As one of the softest part of human body, the narrator uses it to seek and observe things. Through touching and feeling things by her palm, what she feels are more factual and sensitive. When she is going to bring the ice bag to her mom, the melting ice bag reminds her of her died brother. Since “the fingertips [are] wrinkled with cold, as if [she]’d been swimming for hours” (Le 77), her palm is stimulated because of the physical response. This depiction that symbolizes the frozen memory of her brother also begins to emerge.

What is more, "palm" is also a kind of tree that pervades in the whole story. It seems that this tree records everything happened on this immigrant family as a documentary.

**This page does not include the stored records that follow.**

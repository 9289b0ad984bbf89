use thiserror::Error;

/// Errors raised while constructing or validating the wire-level data model.
#[derive(Debug, Error)]
pub enum TypesError {
    #[error("invalid hex: {0}")]
    InvalidHex(String),

    #[error("invalid length: expected {expected} bytes, got {actual}")]
    InvalidLength { expected: usize, actual: usize },
}
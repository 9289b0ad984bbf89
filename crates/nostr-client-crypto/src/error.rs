use thiserror::Error;

#[derive(Debug, Error)]
pub enum CryptoError {
    #[error("invalid secret key: {0}")]
    InvalidSecretKey(String),

    #[error("invalid public key: {0}")]
    InvalidPublicKey(String),

    #[error("invalid signature encoding: {0}")]
    InvalidSignature(String),

    #[error("signing failed: {0}")]
    SigningFailed(String),

    #[error("signature did not verify")]
    VerificationFailed,

    #[error("computed event id does not match the event's id field")]
    IdMismatch,
}
use nostr_client_types::{PublicKey, SecretKey};

/// A Collector's configuration: who to replicate, where from, where to, and
/// which parts of the social graph to follow.
#[derive(Debug, Clone)]
pub struct Profile {
    pub pubkey: PublicKey,
    pub seckey: Option<SecretKey>,
    pub destination: String,
    pub source_relays: Vec<String>,
    pub fetch_mine: bool,
    pub fetch_follows: bool,
    pub fetch_my_refs: bool,
    pub fetch_follows_refs: bool,
    /// Cap on events copied per source relay for any one author.
    pub limit: u64,
}

impl Profile {
    pub fn new(pubkey: PublicKey, destination: impl Into<String>, source_relays: Vec<String>) -> Self {
        Self {
            pubkey,
            seckey: None,
            destination: destination.into(),
            source_relays,
            fetch_mine: true,
            fetch_follows: true,
            fetch_my_refs: true,
            fetch_follows_refs: true,
            limit: 500,
        }
    }
}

The existence of palm in the United States is as symbolic as the meaning of water to Vietnam. Palm is very common in the United States, just like seeing water in the author's consciousness can think of hometown Vietnam. "When they cut away the plastic, what we saw was a squat baby palm tree"(Le 53). In this section, the landlord took the water out of the pool and planted a palm to represent the replacement. The water, the swimming pool, the only one connection with the narrator's hometown she believed has disappeared, and replaced by a baby palm. This shows that she was also forced to integrate into the new environment.

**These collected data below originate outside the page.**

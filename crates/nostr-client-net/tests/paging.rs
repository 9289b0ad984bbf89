//! Paging across a relay's own per-REQ cap: `query_saved` must keep
//! reissuing `REQ` with a strictly decreasing `until` until a page yields
//! at most one event.

mod common;

use nostr_client_codec::{ClientMessage, RelayMessage};
use nostr_client_net::RelayConnection;
use nostr_client_types::Filter;

use common::{dummy_event, MockRelay};

#[tokio::test]
async fn query_saved_pages_across_a_two_event_server_cap() {
    let relay = MockRelay::start(|msg| {
        let ClientMessage::Req { sub_id, filters } = msg else {
            return vec![];
        };
        let until = filters.first().and_then(|f| f.until);
        let events = match until {
            None => vec![dummy_event(5, 5), dummy_event(4, 4)],
            Some(3) => vec![dummy_event(3, 3), dummy_event(2, 2)],
            Some(1) => vec![dummy_event(1, 1)],
            _ => vec![],
        };
        let mut lines: Vec<String> = events
            .into_iter()
            .map(|event| RelayMessage::Event { sub_id: sub_id.clone(), event }.to_json())
            .collect();
        lines.push(RelayMessage::Eose { sub_id }.to_json());
        lines
    })
    .await;

    let conn = RelayConnection::connect(relay.url.clone()).await.unwrap();
    let mut stream = conn.query_saved(Filter::new(), None);

    let mut created_ats = Vec::new();
    while let Some(event) = stream.next().await {
        created_ats.push(event.created_at);
    }

    assert_eq!(created_ats, vec![5, 4, 3, 2, 1]);
}

#[tokio::test]
async fn query_saved_stops_at_requested_limit_mid_page() {
    let relay = MockRelay::start(|msg| {
        let ClientMessage::Req { sub_id, filters } = msg else {
            return vec![];
        };
        let until = filters.first().and_then(|f| f.until);
        let events = match until {
            None => vec![dummy_event(3, 3), dummy_event(2, 2)],
            _ => vec![],
        };
        let mut lines: Vec<String> = events
            .into_iter()
            .map(|event| RelayMessage::Event { sub_id: sub_id.clone(), event }.to_json())
            .collect();
        lines.push(RelayMessage::Eose { sub_id }.to_json());
        lines
    })
    .await;

    let conn = RelayConnection::connect(relay.url.clone()).await.unwrap();
    let mut stream = conn.query_saved(Filter::new(), Some(1));

    let first = stream.next().await.unwrap();
    assert_eq!(first.created_at, 3);
    assert!(stream.next().await.is_none());
}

=== Conspiracy Silence ===
There is a “communicative disruption” (Ha 4) between her and her father, “water moving through a reed pipe in the middle of a sad tune. And the voice is always asking and answering itself” (Le 10). Her father never shares his past or what he has experienced with his family members. He always chooses to be silent or cry alone. In this case, “Ba” is trapped in his unsolved traumatic memories, which obstructs him keep going. According to Ha's analysis, Ba “fears being overwhelmed by his past, but his inability to transcend that past holds it as an ever-present obsession” (Ha 5), which reveals “Ba” still in the conflicts between past pain and present suffering. His emotion shows his lost in self-identity. It is obvious that “Ba” doesn't know how to get over the original trauma to adapt to a new cultural life.

==Reception==
Le's novel received wide acclaim through a multitude of book reviews ranging from Entertainment Weekly to The New York Times to Publishers Weekly. There have been some minor reserves, though, about the pace of the book and the difficulty of reading a fragmented narrative.

Entertainment Weekly:
"Lovely and sparse, Gangster is like an impressionist painting-pretty strokes of prose melding to create a larger whole."

Library Journal:
"The story opens slowly but gathers strength, and though it remains somewhat muted, le's lyrical writing and skill with the telling vignette will reward patient readers."

The New York Times:
"Readers will not always find 'The Gangster We Are All Looking For' easy to follow or the narrator's viewpoint consistent, but the cumulative, almost liturgical effects of the novel is both heartbreaking and exhilarating."

Publishers Weekly:
"This is a stark and significant work that will challenge readers."